The below is part of the java file.
public class SequenceFileLoader extends FileInputLoadFunc
implementsLoadPushDown{
public SequenceFileLoader() {
converter = new TextConverter();
}
@SuppressWarnings("unchecked")
public SequenceFileLoader(String customWritableToTupleBaseCoverter)
throwsFrontendException{
try {
converter =
(CustomWritableToTupleBaseConverter)Class.forName(customWritableToTupleBaseCoverter).newInstance();
} catch (Exception e) {
throw new FrontendException(e);
}
}
@SuppressWarnings("unchecked")
@Override
public Tuple getNext() throws IOException {
if (!mRequiredColumnsInitialized) {
if (signature!=null) {
Properties p = UDFContext.getUDFContext().getUDFProperties(this.getClass());
mRequiredColumns = (boolean[])ObjectSerializer.deserialize(p.getProperty(
signature));
}
mRequiredColumnsInitialized = true;
}
boolean next = false;
try {
next = reader.nextKeyValue();
} catch (InterruptedException e) {
throw new IOException(e);
}
if (!next) return null;
key = reader.getCurrentKey();
value = reader.getCurrentValue();
converter.populateTupleList(key, value,mRequiredColumns,mProtoTuple);
Tuple t = mTupleFactory.newTuple(mProtoTuple);
mProtoTuple.clear();
return t;
}
and
public abstract class CustomWritableToTupleBaseConverter<K extends Writable,
V extends Writable>{
public abstract void populateTupleList(K time, V value, boolean[]

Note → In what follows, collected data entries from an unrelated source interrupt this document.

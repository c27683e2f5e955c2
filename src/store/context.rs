//! Provider / consumer handles
//!
//! `ThemeContext` is what the application shell provides to its children; it
//! carries the two mutators. `ThemeReader` is the read-only view handed to
//! presentational consumers.

use std::sync::Arc;

use crate::mood::{DisplayMode, MoodIcon, MoodScore, MoodState};
use crate::theme::ThemeBundle;

use super::engine::{ThemeState, ThemeStore};
use super::error::ThemeResult;
use super::preferences::PreferenceStore;

/// Shared handle to the session's theme store
#[derive(Clone)]
pub struct ThemeContext {
    store: Arc<ThemeStore>,
}

impl ThemeContext {
    /// Provide a fresh store for the session
    pub fn provide(preferences: Arc<dyn PreferenceStore>) -> Self {
        Self::from_store(Arc::new(ThemeStore::new(preferences)))
    }

    pub fn from_store(store: Arc<ThemeStore>) -> Self {
        Self { store }
    }

    pub fn store(&self) -> &Arc<ThemeStore> {
        &self.store
    }

    pub fn state(&self) -> ThemeState {
        self.store.state()
    }

    pub fn set_display_mode(&self, mode: DisplayMode) {
        self.store.set_display_mode(mode)
    }

    pub fn set_display_mode_str(&self, mode: &str) -> ThemeResult<()> {
        self.store.set_display_mode_str(mode)
    }

    pub fn set_mood_score(&self, score: MoodScore) {
        self.store.set_mood_score(score)
    }

    /// Read-only view for consumers
    pub fn reader(&self) -> ThemeReader {
        ThemeReader {
            store: Arc::clone(&self.store),
        }
    }
}

/// Read-only view of the theme store
#[derive(Clone)]
pub struct ThemeReader {
    store: Arc<ThemeStore>,
}

impl ThemeReader {
    pub fn state(&self) -> ThemeState {
        self.store.state()
    }

    pub fn display_mode(&self) -> DisplayMode {
        self.store.display_mode()
    }

    pub fn mood_state(&self) -> MoodState {
        self.store.mood_state()
    }

    pub fn mood_score(&self) -> Option<MoodScore> {
        self.store.mood_score()
    }

    pub fn bundle(&self) -> ThemeBundle {
        self.store.bundle()
    }

    pub fn icon(&self) -> MoodIcon {
        self.store.bundle().icon
    }

    pub fn label(&self) -> &'static str {
        self.store.bundle().label
    }
}

#[cfg(test)]
mod tests {
    use super::*;
    use crate::store::preferences::MemoryPreferences;

    #[test]
    fn test_reader_observes_context_writes() {
        let context = ThemeContext::provide(Arc::new(MemoryPreferences::new()));
        let reader = context.reader();

        context.set_mood_score(MoodScore::new(-25.0));
        context.set_display_mode(DisplayMode::Light);

        assert_eq!(reader.mood_state(), MoodState::Bearish);
        assert_eq!(reader.display_mode(), DisplayMode::Light);
        assert_eq!(reader.label(), "Bearish");
        assert_eq!(reader.icon(), MoodIcon::TrendingDown);
    }

    #[test]
    fn test_clones_share_one_store() {
        let context = ThemeContext::provide(Arc::new(MemoryPreferences::new()));
        let other = context.clone();

        other.set_display_mode(DisplayMode::Dark);
        assert_eq!(context.state().display_mode, DisplayMode::Dark);
        assert!(Arc::ptr_eq(context.store(), other.store()));
    }
}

mRequiredColumns, ArrayList<Object> mProtoTuple) throws IOException;
}
Features * Allows for a Default Format (TextConverter) ** Text, NullWritable
*** Text is treated as a COMMA(",") separated Text Array **** Consider a
Text with values as 1 , 2 , 3 **** grunt> DEFINE SequenceFileLoader
com.medialets.hadoop.pig.SequenceFileLoader() **** grunt> A = LOAD 'input'
USING SequenceFileLoader **** grunt> B = FOREACH A GENERATE $3 **** grunt> 3
* Allows for custom formats (example TimeWritableTestLongConverter) ** It is
upto the Custom Converter to provide the SequenceFileLoader with the
Writables *** public abstract void populateTupleList(K time, V value,
boolean[] mRequiredColumns, ArrayList<Object> mProtoTuple) throws
IOException; in the base class CustomWritableToTupleBaseConverter. *** The
Custom Converter has to convert it's Key/Value ( as specified by the
SequenceFile ) into a List of Pig recognizable DataTypes **** grunt> DEFINE
SequenceFileLoader a.b.c.SequenceFileLoader('a.b.b.SomeConverter'); ****
grunt> A = LOAD 'input' USING SequenceFileLoader AS (f1:chararray,
f2:chararray, f3:long, f4:chararray, f5:chararray, f6:chararray, f7:double);
**** grunt> B = FILTER A BY f7 + 1 >.5; ** Note that , Pig has to be told as
to what is the type of the column , for it to do the right conversion. In
the above example is f7 is not defined as double, it will try to cast it
into an int , as we adding a 1 to the value. ** Note that the custom
converter is an argument defined in the DEFINE call. * Allows for limiting
the number of columns in the input ** grunt> A = LOAD 'input' USING
SequenceFileLoader AS (f1:chararray, f2:chararray, f3:long, f4:chararray,
f5:chararray, f6:chararray, f7:double);
Any issues any one sees in this approach?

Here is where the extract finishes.